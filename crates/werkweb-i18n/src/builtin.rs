#![forbid(unsafe_code)]

//! Built-in site copy for English and Dutch.

use crate::catalog::Dictionary;
use crate::language::{Language, TextDirection};

/// Dictionary shipped with the site for `lang`.
#[must_use]
pub fn dictionary(lang: Language) -> Dictionary {
    match lang {
        Language::En => Dictionary::from_pairs(TextDirection::Ltr, EN),
        Language::Nl => Dictionary::from_pairs(TextDirection::Ltr, NL),
    }
}

const EN: &[(&str, &str)] = &[
    ("title", "Document"),
    ("heading", "Welcome"),
    ("welcome", "Welcome to the site."),
    ("button", "Click me"),
    ("tagline", "Helping companies find innovative solutions."),
    ("footer_copyright", "© 2025 Your Company. All rights reserved."),
    ("nav_home", "Home"),
    ("nav_about", "About"),
    ("nav_portfolio", "Portfolio"),
    ("nav_reserve", "Reserve"),
    ("nav_contact", "Contact"),
    ("nav_terms", "Terms"),
    ("about_heading", "About Us"),
    (
        "about_intro",
        "We help companies find innovative solutions. This page will list experiences and CVs when available.",
    ),
    ("cv_section", "Experiences & CVs"),
    ("contact_heading", "Contact"),
    (
        "contact_intro",
        "You can reach us via the following channels. For reservations use the reservation form.",
    ),
    ("contact_email_label", "Email:"),
    ("contact_phone_label", "Phone:"),
    ("contact_address_label", "Address:"),
    ("reserve_title", "Reserve"),
    ("reserve_heading", "Reserve / Request a callback"),
    (
        "reserve_instructions",
        "Terugbel afspraak: leave a voicemail with instructions to visit our website. Voorkeurstijden worden afgestemd. Admin zal voorsteltijden en locatie (Doppio) voorstellen.",
    ),
    ("form_name", "Name"),
    ("form_contact", "Phone or Email"),
    ("form_prefs", "Preferred times (voorkeurstijden)"),
    ("form_voicemail", "Voicemail with instructions to the website"),
    ("form_admin", "Let admin propose times and location (Doppio)"),
    ("form_submit", "Submit reservation"),
    ("reserve_error_required", "Please provide name and contact."),
    (
        "reserve_success",
        "Reservation received — the admin will propose times and location (Doppio).",
    ),
    ("terms_title", "Terms"),
    ("terms_heading", "Terms & Conditions"),
    (
        "terms_intro",
        "Below are the standard terms and conditions. Replace with the final legal text when available.",
    ),
    ("terms_section_booking", "Booking & Reservations"),
    (
        "terms_booking",
        "Reservations are made via our reservation form. Preference times are arranged between client and admin. Admin will propose times and location (Doppio).",
    ),
    ("terms_section_cancellation", "Cancellation"),
    (
        "terms_cancellation",
        "Cancellations should be made at least 24 hours in advance. Specifics to be filled by the company.",
    ),
    ("portfolio_title", "Portfolio"),
    ("portfolio_heading", "Portfolio"),
    (
        "portfolio_intro",
        "Projects are displayed below. Click a card to learn more.",
    ),
    ("project_title_1", "Project 1"),
    ("project_desc_1", "Short description — to be added."),
    ("project_title_2", "Project 2"),
    ("project_desc_2", "Short description — to be added."),
    ("project_title_3", "Project 3"),
    ("project_desc_3", "Short description — to be added."),
    ("learn_more", "Learn more"),
];

const NL: &[(&str, &str)] = &[
    ("title", "Document"),
    ("heading", "Welkom"),
    ("welcome", "Welkom op de site."),
    ("button", "Klik mij"),
    ("tagline", "We helpen bedrijven innovatieve oplossingen te vinden."),
    (
        "footer_copyright",
        "© 2025 Uw Bedrijf. Alle rechten voorbehouden.",
    ),
    ("nav_home", "Home"),
    ("nav_about", "Over"),
    ("nav_portfolio", "Portfolio"),
    ("nav_reserve", "Reserveren"),
    ("nav_contact", "Contact"),
    ("nav_terms", "Algemene voorwaarden"),
    ("about_heading", "Over ons"),
    (
        "about_intro",
        "We helpen bedrijven innovatieve oplossingen te vinden. Deze pagina zal ervaringen en CV's bevatten zodra beschikbaar.",
    ),
    ("cv_section", "Ervaringen & CV's"),
    ("contact_heading", "Contact"),
    (
        "contact_intro",
        "U kunt ons bereiken via de volgende kanalen. Voor reserveringen, gebruik het reserveringsformulier.",
    ),
    ("contact_email_label", "E-mail:"),
    ("contact_phone_label", "Telefoon:"),
    ("contact_address_label", "Adres:"),
    ("reserve_title", "Reserveren"),
    ("reserve_heading", "Reserveren / Terugbellen"),
    (
        "reserve_instructions",
        "Terugbel afspraak: laat een voicemail achter met instructies om onze website te bezoeken. Voorkeurstijden worden afgestemd. Admin zal voorsteltijden en locatie (Doppio) voorstellen.",
    ),
    ("form_name", "Naam"),
    ("form_contact", "Telefoon of E-mail"),
    ("form_prefs", "Voorkeurstijden"),
    ("form_voicemail", "Voicemail met instructies naar de website"),
    ("form_admin", "Laat admin tijden en locatie (Doppio) voorstellen"),
    ("form_submit", "Verstuur reservering"),
    ("reserve_error_required", "Vul alstublieft naam en contact in."),
    (
        "reserve_success",
        "Reservering ontvangen — de admin zal tijden en locatie (Doppio) voorstellen.",
    ),
    ("terms_title", "Algemene voorwaarden"),
    ("terms_heading", "Algemene voorwaarden"),
    (
        "terms_intro",
        "Hieronder staan de standaard algemene voorwaarden. Vervang door definitieve juridische tekst wanneer beschikbaar.",
    ),
    ("terms_section_booking", "Boekingen & Reserveringen"),
    (
        "terms_booking",
        "Reserveringen worden gemaakt via ons reserveringsformulier. Voorkeurstijden worden afgestemd tussen klant en admin. Admin zal voorsteltijden en locatie (Doppio) voorstellen.",
    ),
    ("terms_section_cancellation", "Annulering"),
    (
        "terms_cancellation",
        "Annuleringen dienen minimaal 24 uur van tevoren te gebeuren. Details worden door het bedrijf ingevuld.",
    ),
    ("portfolio_title", "Portfolio"),
    ("portfolio_heading", "Portfolio"),
    (
        "portfolio_intro",
        "Projecten worden hieronder weergegeven. Klik op een kaart om meer te weten te komen.",
    ),
    ("project_title_1", "Project 1"),
    ("project_desc_1", "Korte beschrijving — nog toe te voegen."),
    ("project_title_2", "Project 2"),
    ("project_desc_2", "Korte beschrijving — nog toe te voegen."),
    ("project_title_3", "Project 3"),
    ("project_desc_3", "Korte beschrijving — nog toe te voegen."),
    ("learn_more", "Lees meer"),
];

━━━━━━━━━━

## TASK STATEMENT
All entries given above are to be printed again exactly.

## ANSWER FOR THIS EXERCISE
filename crates/werkweb-i18n/src/builtin.rs
#![forbid(unsafe_code)]

//! Built-in site copy for English and Dutch.

use crate::catalog::Dictionary;
use crate::language::{Language, TextDirection};

/// Dictionary shipped with the site for `lang`.
#[must_use]
pub fn dictionary(lang: Language) -> Dictionary {
    match lang {
        Language::En => Dictionary::from_pairs(TextDirection::Ltr, EN),
        Language::Nl => Dictionary::from_pairs(TextDirection::Ltr, NL),
    }
}

const EN: &[(&str, &str)] = &[
    ("title", "Document"),
    ("heading", "Welcome"),
    ("welcome", "Welcome to the site."),
    ("button", "Click me"),
    ("tagline", "Helping companies find innovative solutions."),
    ("footer_copyright", "© 2025 Your Company. All rights reserved."),
    ("nav_home", "Home"),
    ("nav_about", "About"),
    ("nav_portfolio", "Portfolio"),
    ("nav_reserve", "Reserve"),
    ("nav_contact", "Contact"),
    ("nav_terms", "Terms"),
    ("about_heading", "About Us"),
    (
        "about_intro",
        "We help companies find innovative solutions. This page will list experiences and CVs when available.",
    ),
    ("cv_section", "Experiences & CVs"),
    ("contact_heading", "Contact"),
    (
        "contact_intro",
        "You can reach us via the following channels. For reservations use the reservation form.",
    ),
    ("contact_email_label", "Email:"),
    ("contact_phone_label", "Phone:"),
    ("contact_address_label", "Address:"),
    ("reserve_title", "Reserve"),
    ("reserve_heading", "Reserve / Request a callback"),
    (
        "reserve_instructions",
        "Terugbel afspraak: leave a voicemail with instructions to visit our website. Voorkeurstijden worden afgestemd. Admin zal voorsteltijden en locatie (Doppio) voorstellen.",
    ),
    ("form_name", "Name"),
    ("form_contact", "Phone or Email"),
    ("form_prefs", "Preferred times (voorkeurstijden)"),
    ("form_voicemail", "Voicemail with instructions to the website"),
    ("form_admin", "Let admin propose times and location (Doppio)"),
    ("form_submit", "Submit reservation"),
    ("reserve_error_required", "Please provide name and contact."),
    (
        "reserve_success",
        "Reservation received — the admin will propose times and location (Doppio).",
    ),
    ("terms_title", "Terms"),
    ("terms_heading", "Terms & Conditions"),
    (
        "terms_intro",
        "Below are the standard terms and conditions. Replace with the final legal text when available.",
    ),
    ("terms_section_booking", "Booking & Reservations"),
    (
        "terms_booking",
        "Reservations are made via our reservation form. Preference times are arranged between client and admin. Admin will propose times and location (Doppio).",
    ),
    ("terms_section_cancellation", "Cancellation"),
    (
        "terms_cancellation",
        "Cancellations should be made at least 24 hours in advance. Specifics to be filled by the company.",
    ),
    ("portfolio_title", "Portfolio"),
    ("portfolio_heading", "Portfolio"),
    (
        "portfolio_intro",
        "Projects are displayed below. Click a card to learn more.",
    ),
    ("project_title_1", "Project 1"),
    ("project_desc_1", "Short description — to be added."),
    ("project_title_2", "Project 2"),
    ("project_desc_2", "Short description — to be added."),
    ("project_title_3", "Project 3"),
    ("project_desc_3", "Short description — to be added."),
    ("learn_more", "Learn more"),
];

const NL: &[(&str, &str)] = &[
    ("title", "Document"),
    ("heading", "Welkom"),
    ("welcome", "Welkom op de site."),
    ("button", "Klik mij"),
    ("tagline", "We helpen bedrijven innovatieve oplossingen te vinden."),
    (
        "footer_copyright",
        "© 2025 Uw Bedrijf. Alle rechten voorbehouden.",
    ),
    ("nav_home", "Home"),
    ("nav_about", "Over"),
    ("nav_portfolio", "Portfolio"),
    ("nav_reserve", "Reserveren"),
    ("nav_contact", "Contact"),
    ("nav_terms", "Algemene voorwaarden"),
    ("about_heading", "Over ons"),
    (
        "about_intro",
        "We helpen bedrijven innovatieve oplossingen te vinden. Deze pagina zal ervaringen en CV's bevatten zodra beschikbaar.",
    ),
    ("cv_section", "Ervaringen & CV's"),
    ("contact_heading", "Contact"),
    (
        "contact_intro",
        "U kunt ons bereiken via de volgende kanalen. Voor reserveringen, gebruik het reserveringsformulier.",
    ),
    ("contact_email_label", "E-mail:"),
    ("contact_phone_label", "Telefoon:"),
    ("contact_address_label", "Adres:"),
    ("reserve_title", "Reserveren"),
    ("reserve_heading", "Reserveren / Terugbellen"),
    (
        "reserve_instructions",
        "Terugbel afspraak: laat een voicemail achter met instructies om onze website te bezoeken. Voorkeurstijden worden afgestemd. Admin zal voorsteltijden en locatie (Doppio) voorstellen.",
    ),
    ("form_name", "Naam"),
    ("form_contact", "Telefoon of E-mail"),
    ("form_prefs", "Voorkeurstijden"),
    ("form_voicemail", "Voicemail met instructies naar de website"),
    ("form_admin", "Laat admin tijden en locatie (Doppio) voorstellen"),
    ("form_submit", "Verstuur reservering"),
    ("reserve_error_required", "Vul alstublieft naam en contact in."),
    (
        "reserve_success",
        "Reservering ontvangen — de admin zal tijden en locatie (Doppio) voorstellen.",
    ),
    ("terms_title", "Algemene voorwaarden"),
    ("terms_heading", "Algemene voorwaarden"),
    (
        "terms_intro",
        "Hieronder staan de standaard algemene voorwaarden. Vervang door definitieve juridische tekst wanneer beschikbaar.",
    ),
    ("terms_section_booking", "Boekingen & Reserveringen"),
    (
        "terms_booking",
        "Reserveringen worden gemaakt via ons reserveringsformulier. Voorkeurstijden worden afgestemd tussen klant en admin. Admin zal voorsteltijden en locatie (Doppio) voorstellen.",
    ),
    ("terms_section_cancellation", "Annulering"),
    (
        "terms_cancellation",
        "Annuleringen dienen minimaal 24 uur van tevoren te gebeuren. Details worden door het bedrijf ingevuld.",
    ),
    ("portfolio_title", "Portfolio"),
    ("portfolio_heading", "Portfolio"),
    (
        "portfolio_intro",
        "Projecten worden hieronder weergegeven. Klik op een kaart om meer te weten te komen.",
    ),
    ("project_title_1", "Project 1"),
    ("project_desc_1", "Korte beschrijving — nog toe te voegen."),
    ("project_title_2", "Project 2"),
    ("project_desc_2", "Korte beschrijving — nog toe te voegen."),
    ("project_title_3", "Project 3"),
    ("project_desc_3", "Korte beschrijving — nog toe te voegen."),
    ("learn_more", "Lees meer"),
];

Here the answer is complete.